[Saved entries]
-----

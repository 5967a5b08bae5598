//! The service client: owns the factory chain, binds declarations, and
//! dispatches invocations to the bound adapters.

use std::collections::HashMap;
use std::sync::Arc;

use adapter::{
    callback_consumer, erase_call, erase_callback, Adapted, AdaptError, AdapterResolver,
    AdapterResolverBuilder, Call, CallSite, Callback, CallbackAdapter, CallbackAdapterFactory,
    ConfigurationError, Consumer, DeclaredType, DefaultCallbackAdapterFactory, Payload,
};
use tracing::{debug, debug_span, info, trace};

use crate::declaration::ServiceDefinition;
use crate::errors::ServiceError;
use crate::identifiers::{InvocationId, ServiceName};

// ---------------------------------------------------------------------------
// Client
// ---------------------------------------------------------------------------

/// Top-level client configuration: the ordered callback adapter factories.
///
/// Cheap to clone; clones share the same immutable chain.
#[derive(Debug, Clone)]
pub struct ServiceClient {
    resolver: Arc<AdapterResolver>,
}

impl ServiceClient {
    /// Starts configuring a client.
    pub fn builder() -> ServiceClientBuilder {
        ServiceClientBuilder::default()
    }

    /// The factory chain used for every binding.
    pub fn resolver(&self) -> &AdapterResolver {
        &self.resolver
    }

    /// Resolves an adapter for one method.
    ///
    /// # Errors
    ///
    /// Any [`ConfigurationError`] raised by the factory chain.
    pub fn bind(
        &self,
        call_site: CallSite,
        callback_type: &DeclaredType,
        return_type: &DeclaredType,
    ) -> Result<BoundMethod, ConfigurationError> {
        let (factory, adapter) = self
            .resolver
            .resolve_with_factory(callback_type, return_type, &call_site)?;
        Ok(BoundMethod {
            call_site,
            callback_type: callback_type.clone(),
            return_type: return_type.clone(),
            factory: factory.name().to_owned(),
            adapter,
        })
    }

    /// Binds every method of `definition`.
    ///
    /// Resolution is eager: a misdeclared method fails here, before any call
    /// is made, and no part of the service is returned.
    ///
    /// # Errors
    ///
    /// - [`ServiceError::Configuration`] for the first method that cannot be bound.
    /// - [`ServiceError::DuplicateMethod`] if two methods share a name.
    pub fn create(&self, definition: &ServiceDefinition) -> Result<Service, ServiceError> {
        let mut methods = HashMap::with_capacity(definition.methods.len());

        for declaration in &definition.methods {
            let name = declaration.name.as_str();
            if methods.contains_key(name) {
                return Err(ServiceError::DuplicateMethod {
                    service: definition.name.to_string(),
                    method: name.to_owned(),
                });
            }

            let bound = self.bind(
                declaration.call_site(&definition.name),
                &declaration.callback_type,
                &declaration.return_type,
            )?;
            methods.insert(name.to_owned(), bound);
        }

        info!(
            service = %definition.name,
            methods = methods.len(),
            "Service bound"
        );
        Ok(Service {
            name: definition.name.clone(),
            methods,
        })
    }
}

/// Builder for [`ServiceClient`].
#[derive(Default)]
pub struct ServiceClientBuilder {
    factories: AdapterResolverBuilder,
}

impl ServiceClientBuilder {
    /// Registers a factory ahead of the built-in one.
    ///
    /// Factories are consulted in registration order, so anything added here
    /// shadows [`DefaultCallbackAdapterFactory`] for the declarations it claims.
    #[must_use]
    pub fn add_callback_adapter_factory(
        mut self,
        factory: impl CallbackAdapterFactory + 'static,
    ) -> Self {
        self.factories = self.factories.add_factory(factory);
        self
    }

    /// Registers a factory shared with other clients.
    #[must_use]
    pub fn add_shared_callback_adapter_factory(
        mut self,
        factory: Arc<dyn CallbackAdapterFactory>,
    ) -> Self {
        self.factories = self.factories.add_shared_factory(factory);
        self
    }

    /// Freezes the configuration.
    ///
    /// [`DefaultCallbackAdapterFactory`] is appended last unless a factory of
    /// that type was registered explicitly. Names play no part in the check.
    pub fn build(self) -> ServiceClient {
        let mut factories = self.factories;
        if !factories.contains_type::<DefaultCallbackAdapterFactory>() {
            factories = factories.add_factory(DefaultCallbackAdapterFactory);
        }
        let resolver = factories.build();
        debug!(factories = ?resolver.factory_names(), "Service client configured");
        ServiceClient {
            resolver: Arc::new(resolver),
        }
    }
}

// ---------------------------------------------------------------------------
// Bound methods
// ---------------------------------------------------------------------------

/// A method declaration together with the adapter resolved for it.
///
/// Immutable; invoke it from as many threads as needed.
#[derive(Debug, Clone)]
pub struct BoundMethod {
    call_site: CallSite,
    callback_type: DeclaredType,
    return_type: DeclaredType,
    factory: String,
    adapter: Arc<dyn CallbackAdapter>,
}

impl BoundMethod {
    /// Where this method was declared.
    pub fn call_site(&self) -> &CallSite {
        &self.call_site
    }

    /// The declared consumer type.
    pub fn callback_type(&self) -> &DeclaredType {
        &self.callback_type
    }

    /// The declared return type.
    pub fn return_type(&self) -> &DeclaredType {
        &self.return_type
    }

    /// The type calls for this method must decode responses into.
    pub fn response_type(&self) -> &DeclaredType {
        self.adapter.response_type()
    }

    /// Name of the factory that produced the adapter.
    pub fn factory_name(&self) -> &str {
        &self.factory
    }

    /// The resolved adapter.
    pub fn adapter(&self) -> &Arc<dyn CallbackAdapter> {
        &self.adapter
    }

    /// Hands a freshly built call and the caller's consumer to the adapter.
    ///
    /// Returns the adapter's result, which is the method's return value.
    ///
    /// # Errors
    ///
    /// [`AdaptError`] if `consumer` does not fit the resolved strategy.
    pub fn invoke(
        &self,
        call: Box<dyn Call<Payload>>,
        consumer: Consumer,
    ) -> Result<Adapted, AdaptError> {
        let invocation_id = InvocationId::new_random();
        let span = debug_span!(
            "invoke",
            method = %self.call_site,
            invocation_id = %invocation_id
        );
        let _entered = span.enter();

        trace!(call = %call.describe(), response_type = %self.response_type(), "Adapting call");
        self.adapter.adapt(call, consumer)
    }

    /// Invokes a method bound to the built-in `Callback` strategy with a typed
    /// call and callback.
    ///
    /// # Errors
    ///
    /// [`AdaptError`] if the method is bound to a different strategy.
    pub fn enqueue_typed<T: Send + 'static>(
        &self,
        call: impl Call<T> + 'static,
        callback: impl Callback<T> + 'static,
    ) -> Result<(), AdaptError> {
        let call = erase_call::<T>(Box::new(call));
        let consumer = callback_consumer(erase_callback::<T>(Box::new(callback)));
        self.invoke(call, consumer).map(|_| ())
    }
}

// ---------------------------------------------------------------------------
// Services
// ---------------------------------------------------------------------------

/// A fully bound service: every declared method already has its adapter.
#[derive(Debug, Clone)]
pub struct Service {
    name: ServiceName,
    methods: HashMap<String, BoundMethod>,
}

impl Service {
    /// The service name.
    pub fn name(&self) -> &ServiceName {
        &self.name
    }

    /// Looks up a bound method.
    ///
    /// # Errors
    ///
    /// [`ServiceError::UnknownMethod`] if the service does not declare `method`.
    pub fn method(&self, method: &str) -> Result<&BoundMethod, ServiceError> {
        self.methods
            .get(method)
            .ok_or_else(|| ServiceError::UnknownMethod {
                service: self.name.to_string(),
                method: method.to_owned(),
            })
    }

    /// All bound methods, in no particular order.
    pub fn methods(&self) -> impl Iterator<Item = &BoundMethod> {
        self.methods.values()
    }

    /// Invokes `method` with a freshly built call and the caller's consumer.
    ///
    /// # Errors
    ///
    /// [`ServiceError::UnknownMethod`] or [`ServiceError::Adapt`].
    pub fn invoke(
        &self,
        method: &str,
        call: Box<dyn Call<Payload>>,
        consumer: Consumer,
    ) -> Result<Adapted, ServiceError> {
        Ok(self.method(method)?.invoke(call, consumer)?)
    }
}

-----

## What is required
After reading the data above, return it verbatim in full.

## Exercise response
repository 5967a5b08bae5598
//! The service client: owns the factory chain, binds declarations, and
//! dispatches invocations to the bound adapters.

use std::collections::HashMap;
use std::sync::Arc;

use adapter::{
    callback_consumer, erase_call, erase_callback, Adapted, AdaptError, AdapterResolver,
    AdapterResolverBuilder, Call, CallSite, Callback, CallbackAdapter, CallbackAdapterFactory,
    ConfigurationError, Consumer, DeclaredType, DefaultCallbackAdapterFactory, Payload,
};
use tracing::{debug, debug_span, info, trace};

use crate::declaration::ServiceDefinition;
use crate::errors::ServiceError;
use crate::identifiers::{InvocationId, ServiceName};

// ---------------------------------------------------------------------------
// Client
// ---------------------------------------------------------------------------

/// Top-level client configuration: the ordered callback adapter factories.
///
/// Cheap to clone; clones share the same immutable chain.
#[derive(Debug, Clone)]
pub struct ServiceClient {
    resolver: Arc<AdapterResolver>,
}

impl ServiceClient {
    /// Starts configuring a client.
    pub fn builder() -> ServiceClientBuilder {
        ServiceClientBuilder::default()
    }

    /// The factory chain used for every binding.
    pub fn resolver(&self) -> &AdapterResolver {
        &self.resolver
    }

    /// Resolves an adapter for one method.
    ///
    /// # Errors
    ///
    /// Any [`ConfigurationError`] raised by the factory chain.
    pub fn bind(
        &self,
        call_site: CallSite,
        callback_type: &DeclaredType,
        return_type: &DeclaredType,
    ) -> Result<BoundMethod, ConfigurationError> {
        let (factory, adapter) = self
            .resolver
            .resolve_with_factory(callback_type, return_type, &call_site)?;
        Ok(BoundMethod {
            call_site,
            callback_type: callback_type.clone(),
            return_type: return_type.clone(),
            factory: factory.name().to_owned(),
            adapter,
        })
    }

    /// Binds every method of `definition`.
    ///
    /// Resolution is eager: a misdeclared method fails here, before any call
    /// is made, and no part of the service is returned.
    ///
    /// # Errors
    ///
    /// - [`ServiceError::Configuration`] for the first method that cannot be bound.
    /// - [`ServiceError::DuplicateMethod`] if two methods share a name.
    pub fn create(&self, definition: &ServiceDefinition) -> Result<Service, ServiceError> {
        let mut methods = HashMap::with_capacity(definition.methods.len());

        for declaration in &definition.methods {
            let name = declaration.name.as_str();
            if methods.contains_key(name) {
                return Err(ServiceError::DuplicateMethod {
                    service: definition.name.to_string(),
                    method: name.to_owned(),
                });
            }

            let bound = self.bind(
                declaration.call_site(&definition.name),
                &declaration.callback_type,
                &declaration.return_type,
            )?;
            methods.insert(name.to_owned(), bound);
        }

        info!(
            service = %definition.name,
            methods = methods.len(),
            "Service bound"
        );
        Ok(Service {
            name: definition.name.clone(),
            methods,
        })
    }
}

/// Builder for [`ServiceClient`].
#[derive(Default)]
pub struct ServiceClientBuilder {
    factories: AdapterResolverBuilder,
}

impl ServiceClientBuilder {
    /// Registers a factory ahead of the built-in one.
    ///
    /// Factories are consulted in registration order, so anything added here
    /// shadows [`DefaultCallbackAdapterFactory`] for the declarations it claims.
    #[must_use]
    pub fn add_callback_adapter_factory(
        mut self,
        factory: impl CallbackAdapterFactory + 'static,
    ) -> Self {
        self.factories = self.factories.add_factory(factory);
        self
    }

    /// Registers a factory shared with other clients.
    #[must_use]
    pub fn add_shared_callback_adapter_factory(
        mut self,
        factory: Arc<dyn CallbackAdapterFactory>,
    ) -> Self {
        self.factories = self.factories.add_shared_factory(factory);
        self
    }

    /// Freezes the configuration.
    ///
    /// [`DefaultCallbackAdapterFactory`] is appended last unless a factory of
    /// that type was registered explicitly. Names play no part in the check.
    pub fn build(self) -> ServiceClient {
        let mut factories = self.factories;
        if !factories.contains_type::<DefaultCallbackAdapterFactory>() {
            factories = factories.add_factory(DefaultCallbackAdapterFactory);
        }
        let resolver = factories.build();
        debug!(factories = ?resolver.factory_names(), "Service client configured");
        ServiceClient {
            resolver: Arc::new(resolver),
        }
    }
}

// ---------------------------------------------------------------------------
// Bound methods
// ---------------------------------------------------------------------------

/// A method declaration together with the adapter resolved for it.
///
/// Immutable; invoke it from as many threads as needed.
#[derive(Debug, Clone)]
pub struct BoundMethod {
    call_site: CallSite,
    callback_type: DeclaredType,
    return_type: DeclaredType,
    factory: String,
    adapter: Arc<dyn CallbackAdapter>,
}

impl BoundMethod {
    /// Where this method was declared.
    pub fn call_site(&self) -> &CallSite {
        &self.call_site
    }

    /// The declared consumer type.
    pub fn callback_type(&self) -> &DeclaredType {
        &self.callback_type
    }

    /// The declared return type.
    pub fn return_type(&self) -> &DeclaredType {
        &self.return_type
    }

    /// The type calls for this method must decode responses into.
    pub fn response_type(&self) -> &DeclaredType {
        self.adapter.response_type()
    }

    /// Name of the factory that produced the adapter.
    pub fn factory_name(&self) -> &str {
        &self.factory
    }

    /// The resolved adapter.
    pub fn adapter(&self) -> &Arc<dyn CallbackAdapter> {
        &self.adapter
    }

    /// Hands a freshly built call and the caller's consumer to the adapter.
    ///
    /// Returns the adapter's result, which is the method's return value.
    ///
    /// # Errors
    ///
    /// [`AdaptError`] if `consumer` does not fit the resolved strategy.
    pub fn invoke(
        &self,
        call: Box<dyn Call<Payload>>,
        consumer: Consumer,
    ) -> Result<Adapted, AdaptError> {
        let invocation_id = InvocationId::new_random();
        let span = debug_span!(
            "invoke",
            method = %self.call_site,
            invocation_id = %invocation_id
        );
        let _entered = span.enter();

        trace!(call = %call.describe(), response_type = %self.response_type(), "Adapting call");
        self.adapter.adapt(call, consumer)
    }

    /// Invokes a method bound to the built-in `Callback` strategy with a typed
    /// call and callback.
    ///
    /// # Errors
    ///
    /// [`AdaptError`] if the method is bound to a different strategy.
    pub fn enqueue_typed<T: Send + 'static>(
        &self,
        call: impl Call<T> + 'static,
        callback: impl Callback<T> + 'static,
    ) -> Result<(), AdaptError> {
        let call = erase_call::<T>(Box::new(call));
        let consumer = callback_consumer(erase_callback::<T>(Box::new(callback)));
        self.invoke(call, consumer).map(|_| ())
    }
}

// ---------------------------------------------------------------------------
// Services
// ---------------------------------------------------------------------------

/// A fully bound service: every declared method already has its adapter.
#[derive(Debug, Clone)]
pub struct Service {
    name: ServiceName,
    methods: HashMap<String, BoundMethod>,
}

impl Service {
    /// The service name.
    pub fn name(&self) -> &ServiceName {
        &self.name
    }

    /// Looks up a bound method.
    ///
    /// # Errors
    ///
    /// [`ServiceError::UnknownMethod`] if the service does not declare `method`.
    pub fn method(&self, method: &str) -> Result<&BoundMethod, ServiceError> {
        self.methods
            .get(method)
            .ok_or_else(|| ServiceError::UnknownMethod {
                service: self.name.to_string(),
                method: method.to_owned(),
            })
    }

    /// All bound methods, in no particular order.
    pub fn methods(&self) -> impl Iterator<Item = &BoundMethod> {
        self.methods.values()
    }

    /// Invokes `method` with a freshly built call and the caller's consumer.
    ///
    /// # Errors
    ///
    /// [`ServiceError::UnknownMethod`] or [`ServiceError::Adapt`].
    pub fn invoke(
        &self,
        method: &str,
        call: Box<dyn Call<Payload>>,
        consumer: Consumer,
    ) -> Result<Adapted, ServiceError> {
        Ok(self.method(method)?.invoke(call, consumer)?)
    }
}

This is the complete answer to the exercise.